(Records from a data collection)
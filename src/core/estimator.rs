use crate::core::detector::DetectorKind;
use crate::core::sampler::sample_group;
use crate::domain::model::SimulationSummary;
use crate::domain::ports::{CollisionDetector, ConfigProvider, ProgressObserver};
use crate::utils::error::{Result, SimError};
use crate::utils::validation::validate_positive_number;
use rand::{Rng, SeedableRng};
use rand_chacha::ChaCha8Rng;
use std::any::Any;
use std::sync::atomic::{AtomicU64, Ordering};
use std::thread;
use std::time::Instant;

pub const DEFAULT_TRIAL_COUNT: u64 = 100_000;
pub const DEFAULT_PROGRESS_INTERVAL: u64 = 10_000;

pub fn default_workers() -> usize {
    thread::available_parallelism()
        .map(|n| n.get())
        .unwrap_or(1)
}

/// Logs progress through `tracing`.
#[derive(Debug, Default)]
pub struct TracingProgress;

impl ProgressObserver for TracingProgress {
    fn on_progress(&self, completed: u64, total: u64) {
        tracing::info!("⏳ {} / {} simulations run...", completed, total);
    }

    fn on_complete(&self, total: u64) {
        tracing::info!("✅ {} simulations run.", total);
    }
}

#[derive(Debug, Default)]
pub struct NoProgress;

impl ProgressObserver for NoProgress {
    fn on_progress(&self, _completed: u64, _total: u64) {}
}

/// Runs independent birthday trials across worker threads and reduces the collision counts.
///
/// Every worker draws from its own ChaCha8 stream derived from one master seed, so
/// streams never overlap. A fixed seed with a fixed worker count reproduces the run exactly.
pub struct MonteCarloEstimator<D: CollisionDetector> {
    detector: D,
    workers: usize,
    seed: Option<u64>,
    progress_interval: u64,
}

impl MonteCarloEstimator<DetectorKind> {
    pub fn from_config<C: ConfigProvider>(config: &C) -> Self {
        Self::new(config.detector())
            .with_workers(config.workers())
            .with_seed(config.seed())
            .with_progress_interval(config.progress_interval())
    }
}

impl<D: CollisionDetector> MonteCarloEstimator<D> {
    pub fn new(detector: D) -> Self {
        Self {
            detector,
            workers: default_workers(),
            seed: None,
            progress_interval: DEFAULT_PROGRESS_INTERVAL,
        }
    }

    pub fn with_workers(mut self, workers: usize) -> Self {
        self.workers = workers;
        self
    }

    pub fn with_seed(mut self, seed: Option<u64>) -> Self {
        self.seed = seed;
        self
    }

    pub fn with_progress_interval(mut self, interval: u64) -> Self {
        self.progress_interval = interval;
        self
    }

    pub fn detector(&self) -> &D {
        &self.detector
    }

    pub fn run(&self, group_size: usize, trial_count: u64) -> Result<SimulationSummary> {
        self.run_with_observer(group_size, trial_count, &NoProgress)
    }

    pub fn run_with_observer(
        &self,
        group_size: usize,
        trial_count: u64,
        observer: &dyn ProgressObserver,
    ) -> Result<SimulationSummary> {
        validate_positive_number("trial_count", trial_count, 1)?;
        validate_positive_number("workers", self.workers as u64, 1)?;
        validate_positive_number("progress_interval", self.progress_interval, 1)?;

        let master_seed = self.master_seed()?;
        // 試驗數比 worker 少時，多出來的 worker 沒有工作
        let workers = (self.workers as u64).min(trial_count) as usize;
        let interval = self.progress_interval;
        let completed = AtomicU64::new(0);
        let started = Instant::now();

        tracing::debug!(
            "Running {} trials of group size {} on {} workers",
            trial_count,
            group_size,
            workers
        );

        let outcomes: Vec<thread::Result<u64>> = thread::scope(|scope| {
            let handles: Vec<_> = (0..workers)
                .map(|worker| {
                    let trials = trials_for_worker(trial_count, workers, worker);
                    let detector = &self.detector;
                    let completed = &completed;

                    scope.spawn(move || {
                        let mut rng = worker_rng(master_seed, worker);
                        let mut hits = 0u64;
                        for _ in 0..trials {
                            let group = sample_group(&mut rng, group_size);
                            if detector.has_collision(&group) {
                                hits += 1;
                            }

                            let done = completed.fetch_add(1, Ordering::Relaxed) + 1;
                            if done % interval == 0 {
                                observer.on_progress(done, trial_count);
                            }
                        }
                        hits
                    })
                })
                .collect();

            handles.into_iter().map(|handle| handle.join()).collect()
        });

        let mut collision_count = 0u64;
        for (worker, outcome) in outcomes.into_iter().enumerate() {
            match outcome {
                Ok(hits) => collision_count += hits,
                Err(panic) => {
                    return Err(SimError::WorkerError {
                        message: format!("worker {} panicked: {}", worker, panic_message(&*panic)),
                    })
                }
            }
        }

        observer.on_complete(trial_count);
        let summary = SimulationSummary::new(group_size, trial_count, collision_count);
        tracing::debug!(
            "Simulation finished in {:?}: {} / {} trials had a match",
            started.elapsed(),
            summary.collision_count,
            summary.trial_count
        );

        Ok(summary)
    }

    fn master_seed(&self) -> Result<u64> {
        match self.seed {
            Some(seed) => Ok(seed),
            None => {
                let mut rng =
                    ChaCha8Rng::try_from_os_rng().map_err(|e| SimError::RandomSourceError {
                        message: e.to_string(),
                    })?;
                Ok(rng.random())
            }
        }
    }
}

fn worker_rng(master_seed: u64, worker: usize) -> ChaCha8Rng {
    let mut rng = ChaCha8Rng::seed_from_u64(master_seed);
    rng.set_stream(worker as u64);
    rng
}

/// Even split; the first `trial_count % workers` workers take one extra trial.
fn trials_for_worker(trial_count: u64, workers: usize, worker: usize) -> u64 {
    let workers = workers as u64;
    let worker = worker as u64;
    trial_count / workers + u64::from(worker < trial_count % workers)
}

fn panic_message(panic: &(dyn Any + Send)) -> String {
    if let Some(message) = panic.downcast_ref::<&str>() {
        message.to_string()
    } else if let Some(message) = panic.downcast_ref::<String>() {
        message.clone()
    } else {
        "unknown panic".to_string()
    }
}

#[cfg(test)]
mod tests {
    use super::*;
    use crate::core::detector::PairwiseDetector;
    use crate::domain::model::Birthday;
    use std::sync::Mutex;

    #[derive(Default)]
    struct RecordingObserver {
        seen: Mutex<Vec<u64>>,
        completed: Mutex<Option<u64>>,
    }

    impl ProgressObserver for RecordingObserver {
        fn on_progress(&self, completed: u64, _total: u64) {
            self.seen.lock().unwrap().push(completed);
        }

        fn on_complete(&self, total: u64) {
            *self.completed.lock().unwrap() = Some(total);
        }
    }

    struct PanickingDetector;

    impl CollisionDetector for PanickingDetector {
        fn find_match(&self, _group: &[Birthday]) -> Option<Birthday> {
            panic!("detector exploded");
        }
    }

    #[test]
    fn test_trials_split_covers_every_trial() {
        for (trials, workers) in [(10u64, 3usize), (100_000, 8), (7, 7), (1, 1)] {
            let total: u64 = (0..workers)
                .map(|w| trials_for_worker(trials, workers, w))
                .sum();
            assert_eq!(total, trials);
        }
        assert_eq!(trials_for_worker(10, 3, 0), 4);
        assert_eq!(trials_for_worker(10, 3, 2), 3);
    }

    #[test]
    fn test_zero_trials_rejected() {
        let estimator = MonteCarloEstimator::new(DetectorKind::Hash).with_seed(Some(1));
        let err = estimator.run(23, 0).unwrap_err();
        assert!(matches!(err, SimError::InvalidConfigValueError { .. }));
    }

    #[test]
    fn test_zero_workers_rejected() {
        let estimator = MonteCarloEstimator::new(DetectorKind::Hash).with_workers(0);
        assert!(estimator.run(23, 10).is_err());
    }

    #[test]
    fn test_group_size_zero_never_collides() {
        let estimator = MonteCarloEstimator::new(DetectorKind::Hash).with_seed(Some(3));
        let summary = estimator.run(0, 500).unwrap();
        assert_eq!(summary.collision_count, 0);
        assert_eq!(summary.probability, 0.0);
        assert_eq!(summary.trial_count, 500);
    }

    #[test]
    fn test_more_workers_than_trials() {
        let estimator = MonteCarloEstimator::new(PairwiseDetector)
            .with_workers(16)
            .with_seed(Some(5));
        let summary = estimator.run(400, 3).unwrap();
        assert_eq!(summary.collision_count, 3);
        assert_eq!(summary.probability, 1.0);
    }

    #[test]
    fn test_progress_reported_at_each_interval() {
        let observer = RecordingObserver::default();
        let estimator = MonteCarloEstimator::new(DetectorKind::Hash)
            .with_workers(4)
            .with_seed(Some(9))
            .with_progress_interval(100);
        estimator.run_with_observer(10, 1_000, &observer).unwrap();

        let mut seen = observer.seen.lock().unwrap().clone();
        seen.sort_unstable();
        assert_eq!(seen, (1..=10).map(|i| i * 100).collect::<Vec<_>>());
        assert_eq!(*observer.completed.lock().unwrap(), Some(1_000));
    }

    #[test]
    fn test_worker_panic_aborts_run() {
        let estimator = MonteCarloEstimator::new(PanickingDetector)
            .with_workers(2)
            .with_seed(Some(1));
        let observer = RecordingObserver::default();
        let err = estimator.run_with_observer(5, 10, &observer).unwrap_err();

        assert!(matches!(err, SimError::WorkerError { .. }));
        assert!(err.to_string().contains("detector exploded"));
        assert_eq!(*observer.completed.lock().unwrap(), None);
    }
}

### [EXERCISE BRIEF]
A single figure is required: the number of lines above in which the word "done" occurs.

### [RESULT]
3